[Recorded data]
#####

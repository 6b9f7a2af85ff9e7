//! Account commands: mint, balance, withdraw, transfer, delete.

use super::{with_ledger, DataDirArgs};
use anyhow::Result;
use clap::Args;
use colored::Colorize;
use tally_core::{parse_amount, AccountId};
use tally_ledger::LedgerError;

#[derive(Args)]
pub struct AccountArgs {
    #[command(flatten)]
    store: DataDirArgs,

    /// Account name
    account: String,
}

#[derive(Args)]
pub struct MintArgs {
    #[command(flatten)]
    store: DataDirArgs,

    /// Account name (must not exist yet)
    account: String,

    /// Amount to mint
    #[arg(allow_hyphen_values = true)]
    amount: String,
}

#[derive(Args)]
pub struct WithdrawArgs {
    #[command(flatten)]
    store: DataDirArgs,

    /// Account name
    account: String,

    /// Amount to withdraw
    #[arg(allow_hyphen_values = true)]
    amount: String,
}

#[derive(Args)]
pub struct TransferArgs {
    #[command(flatten)]
    store: DataDirArgs,

    /// Sending account
    from: String,

    /// Receiving account
    to: String,

    /// Amount to transfer
    #[arg(allow_hyphen_values = true)]
    amount: String,
}

pub fn mint(args: MintArgs) -> Result<()> {
    let account = account_id(&args.account)?;
    let amount = amount(&args.amount)?;

    with_ledger(&args.store, |ledger| {
        ledger.mint(&account, amount)?;

        println!(
            "{}  Minted {} to {}",
            "✓".green().bold(),
            amount.to_string().bright_cyan(),
            account.as_str().bright_yellow()
        );
        println!(
            "    Total supply: {}",
            ledger.total_amount()?.to_string().bright_cyan()
        );
        Ok(())
    })
}

pub fn balance(args: AccountArgs) -> Result<()> {
    let account = account_id(&args.account)?;

    with_ledger(&args.store, |ledger| {
        let balance = ledger.balance_of(&account)?;

        println!();
        println!("  Account: {}", account.as_str().bright_yellow());
        println!("  Balance: {}", balance.to_string().bright_cyan());
        println!();
        Ok(())
    })
}

pub fn withdraw(args: WithdrawArgs) -> Result<()> {
    let account = account_id(&args.account)?;
    let amount = amount(&args.amount)?;

    with_ledger(&args.store, |ledger| {
        ledger.withdraw(&account, amount)?;

        println!(
            "{}  Withdrew {} from {}",
            "✓".green().bold(),
            amount.to_string().bright_cyan(),
            account.as_str().bright_yellow()
        );
        println!(
            "    New balance:  {}",
            ledger.balance_of(&account)?.to_string().bright_cyan()
        );
        println!(
            "    Total supply: {}",
            ledger.total_amount()?.to_string().bright_cyan()
        );
        Ok(())
    })
}

pub fn transfer(args: TransferArgs) -> Result<()> {
    let from = account_id(&args.from)?;
    let to = account_id(&args.to)?;
    let amount = amount(&args.amount)?;

    with_ledger(&args.store, |ledger| {
        ledger.transfer(&from, &to, amount)?;

        println!(
            "{}  Transferred {} from {} to {}",
            "✓".green().bold(),
            amount.to_string().bright_cyan(),
            from.as_str().bright_yellow(),
            to.as_str().bright_yellow()
        );
        println!(
            "    {}: {}",
            from,
            ledger.balance_of(&from)?.to_string().bright_cyan()
        );
        println!(
            "    {}: {}",
            to,
            ledger.balance_of(&to)?.to_string().bright_cyan()
        );
        Ok(())
    })
}

pub fn delete(args: AccountArgs) -> Result<()> {
    let account = account_id(&args.account)?;

    with_ledger(&args.store, |ledger| {
        ledger.delete_user(&account)?;

        println!(
            "{}  Deleted {}",
            "✓".green().bold(),
            account.as_str().bright_yellow()
        );
        Ok(())
    })
}

fn account_id(name: &str) -> Result<AccountId> {
    Ok(AccountId::new(name).map_err(LedgerError::from)?)
}

fn amount(text: &str) -> Result<u64> {
    Ok(parse_amount(text).map_err(LedgerError::from)?)
}

#[cfg(test)]
mod tests {
    use super::*;
    use tally_ledger::ErrorKind;

    fn kind(e: anyhow::Error) -> ErrorKind {
        e.downcast_ref::<LedgerError>()
            .expect("ledger error")
            .kind()
    }

    #[test]
    fn test_account_id_argument() {
        assert_eq!(account_id("alice").unwrap().as_str(), "alice");
        assert_eq!(kind(account_id("Total").unwrap_err()), ErrorKind::ReservedName);
        assert_eq!(kind(account_id("").unwrap_err()), ErrorKind::EmptyAccount);
    }

    #[test]
    fn test_amount_argument() {
        assert_eq!(amount("40").unwrap(), 40);
        assert_eq!(kind(amount("-40").unwrap_err()), ErrorKind::NegativeAmount);
        assert_eq!(kind(amount("forty").unwrap_err()), ErrorKind::InvalidAmount);
    }
}
//! Persistent storage layer for tally.
//!
//! This crate provides the storage backend for the ledger:
//! - Account records (balance and user-index ordinal)
//! - Total supply
//! - The user index used for ordered enumeration
//! - Atomic multi-key commits
//!
//! # Architecture
//!
//! ```text
//! ┌─────────────────────────────────────────────────────────┐
//! │                    Ledger Layer                          │
//! │        (validation, locking, conservation rules)         │
//! └────────────────────────┬────────────────────────────────┘
//!                          │
//! ┌────────────────────────▼────────────────────────────────┐
//! │                   Storage Layer                          │
//! │  ┌──────────────────────────┐  ┌─────────────────────┐  │
//! │  │ LedgerState / StateBatch │  │ Storage (DB)        │  │
//! │  │  - Accounts              │  │  - sled wrapper     │  │
//! │  │  - Total supply          │  │  - serialization    │  │
//! │  │  - User index + counter  │  │  - key helpers      │  │
//! │  │  - Staged atomic commit  │  │  - range scans      │  │
//! │  └──────────────────────────┘  └─────────────────────┘  │
//! └────────────────────────┬────────────────────────────────┘
//!                          │
//! ┌────────────────────────▼────────────────────────────────┐
//! │                    sled Database                         │
//! │              (Embedded Key-Value Store)                  │
//! └─────────────────────────────────────────────────────────┘
//! ```
//!
//! # Example
//!
//! ```rust,no_run
//! use tally_core::{AccountId, AccountRecord};
//! use tally_storage::{LedgerState, Storage};
//!
//! // Open database
//! let storage = Storage::open("./ledger_data").unwrap();
//!
//! // Stage and commit writes atomically
//! let state = LedgerState::new(&storage);
//! let alice = AccountId::new("alice").unwrap();
//! let mut batch = state.begin();
//! let ordinal = batch.register(&alice).unwrap();
//! batch.put_account(&alice, AccountRecord::new(100, ordinal));
//! batch.set_total(100);
//! batch.commit().unwrap();
//! ```

pub mod db;
pub mod state;

// Re-export commonly used types
pub use db::{BatchOp, Result, Storage, StorageError};
pub use state::{LedgerState, StateBatch};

#####

## [INSTRUCTIONS FOR THE TASK]
Where a line in the records above contains the string "StateBatch", return that line.

## [EXPECTED OUTPUT]
//! │  │ LedgerState / StateBatch │  │ Storage (DB)        │  │
pub use state::{LedgerState, StateBatch};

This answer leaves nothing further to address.